#### Saved entries:
↓↓↓

use std::sync::{Mutex, MutexGuard, PoisonError};

use async_trait::async_trait;
use tokio::sync::broadcast;
use tracing::debug;

use lendline_ledger::Signer;
use lendline_types::Address;

use crate::error::{SessionError, SessionResult};

/// Notification that the provider's active identity changed.
#[derive(Clone, Debug, PartialEq, Eq)]
pub enum IdentityEvent {
    /// A different identity is now active.
    Changed(Signer),
    /// No identity is active any more.
    Disconnected,
}

/// The external identity and signing provider.
#[async_trait]
pub trait WalletProvider: Send + Sync {
    fn name(&self) -> &str;

    /// Ask for a signing identity. May prompt the user; fails when no
    /// provider is present or the user refuses.
    async fn connect(&self) -> SessionResult<Signer>;

    /// The already authorized identity, if any, without prompting.
    async fn authorized(&self) -> SessionResult<Option<Signer>>;

    fn subscribe(&self) -> broadcast::Receiver<IdentityEvent>;
}

const EVENT_CAPACITY: usize = 16;

#[derive(Debug)]
struct WalletState {
    present: bool,
    refuse: Option<String>,
    active: Option<Address>,
    authorized: bool,
}

/// Scriptable provider for tests and local tooling.
pub struct InMemoryWallet {
    name: String,
    state: Mutex<WalletState>,
    events: broadcast::Sender<IdentityEvent>,
}

impl InMemoryWallet {
    /// A provider whose active account has not yet been authorized.
    pub fn new(account: Address) -> Self {
        Self::build(true, Some(account), false)
    }

    /// A provider that already authorized `account` in an earlier session.
    pub fn authorized_as(account: Address) -> Self {
        Self::build(true, Some(account), true)
    }

    /// No provider installed; every connect fails.
    pub fn absent() -> Self {
        Self::build(false, None, false)
    }

    fn build(present: bool, active: Option<Address>, authorized: bool) -> Self {
        let (events, _) = broadcast::channel(EVENT_CAPACITY);
        Self {
            name: "in-memory".into(),
            state: Mutex::new(WalletState {
                present,
                refuse: None,
                active,
                authorized,
            }),
            events,
        }
    }

    /// Refuse the next connection prompts with `reason`, or stop refusing.
    pub fn set_refusal(&self, reason: Option<&str>) {
        self.state().refuse = reason.map(str::to_string);
    }

    pub fn active(&self) -> Option<Address> {
        self.state().active
    }

    /// Switch the active account and notify subscribers.
    pub fn switch_account(&self, account: Address) {
        {
            let mut state = self.state();
            state.active = Some(account);
            state.authorized = true;
        }
        debug!(account = %account, "wallet account switched");
        let _ = self
            .events
            .send(IdentityEvent::Changed(self.signer(account)));
    }

    /// Change the account the next connection prompt hands out, without
    /// notifying anyone.
    pub fn select_account(&self, account: Address) {
        self.state().active = Some(account);
    }

    /// Drop the active account and notify subscribers.
    pub fn disconnect(&self) {
        {
            let mut state = self.state();
            state.active = None;
            state.authorized = false;
        }
        debug!("wallet disconnected");
        let _ = self.events.send(IdentityEvent::Disconnected);
    }

    pub fn subscriber_count(&self) -> usize {
        self.events.receiver_count()
    }

    fn signer(&self, account: Address) -> Signer {
        Signer::new(account, self.name.clone())
    }

    fn state(&self) -> MutexGuard<'_, WalletState> {
        self.state.lock().unwrap_or_else(PoisonError::into_inner)
    }
}

#[async_trait]
impl WalletProvider for InMemoryWallet {
    fn name(&self) -> &str {
        &self.name
    }

    async fn connect(&self) -> SessionResult<Signer> {
        let account = {
            let mut state = self.state();
            if !state.present {
                return Err(SessionError::NoProvider);
            }
            if let Some(reason) = &state.refuse {
                return Err(SessionError::Rejected(reason.clone()));
            }
            let account = state
                .active
                .ok_or_else(|| SessionError::Rejected("no account available".into()))?;
            state.authorized = true;
            account
        };
        Ok(self.signer(account))
    }

    async fn authorized(&self) -> SessionResult<Option<Signer>> {
        let state = self.state();
        if !state.present {
            return Err(SessionError::NoProvider);
        }
        let active = if state.authorized { state.active } else { None };
        drop(state);
        Ok(active.map(|a| self.signer(a)))
    }

    fn subscribe(&self) -> broadcast::Receiver<IdentityEvent> {
        self.events.subscribe()
    }
}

↑↑↑

#### Problem:
Your task is to restate, word for word, the lines from the beginning of the records to the line with "async fn authorized(&self) -> SessionResult<Option<Signer>>;", inclusive.

#### Solution to this problem:
use std::sync::{Mutex, MutexGuard, PoisonError};

use async_trait::async_trait;
use tokio::sync::broadcast;
use tracing::debug;

use lendline_ledger::Signer;
use lendline_types::Address;

use crate::error::{SessionError, SessionResult};

/// Notification that the provider's active identity changed.
#[derive(Clone, Debug, PartialEq, Eq)]
pub enum IdentityEvent {
    /// A different identity is now active.
    Changed(Signer),
    /// No identity is active any more.
    Disconnected,
}

/// The external identity and signing provider.
#[async_trait]
pub trait WalletProvider: Send + Sync {
    fn name(&self) -> &str;

    /// Ask for a signing identity. May prompt the user; fails when no
    /// provider is present or the user refuses.
    async fn connect(&self) -> SessionResult<Signer>;

    /// The already authorized identity, if any, without prompting.
    async fn authorized(&self) -> SessionResult<Option<Signer>>;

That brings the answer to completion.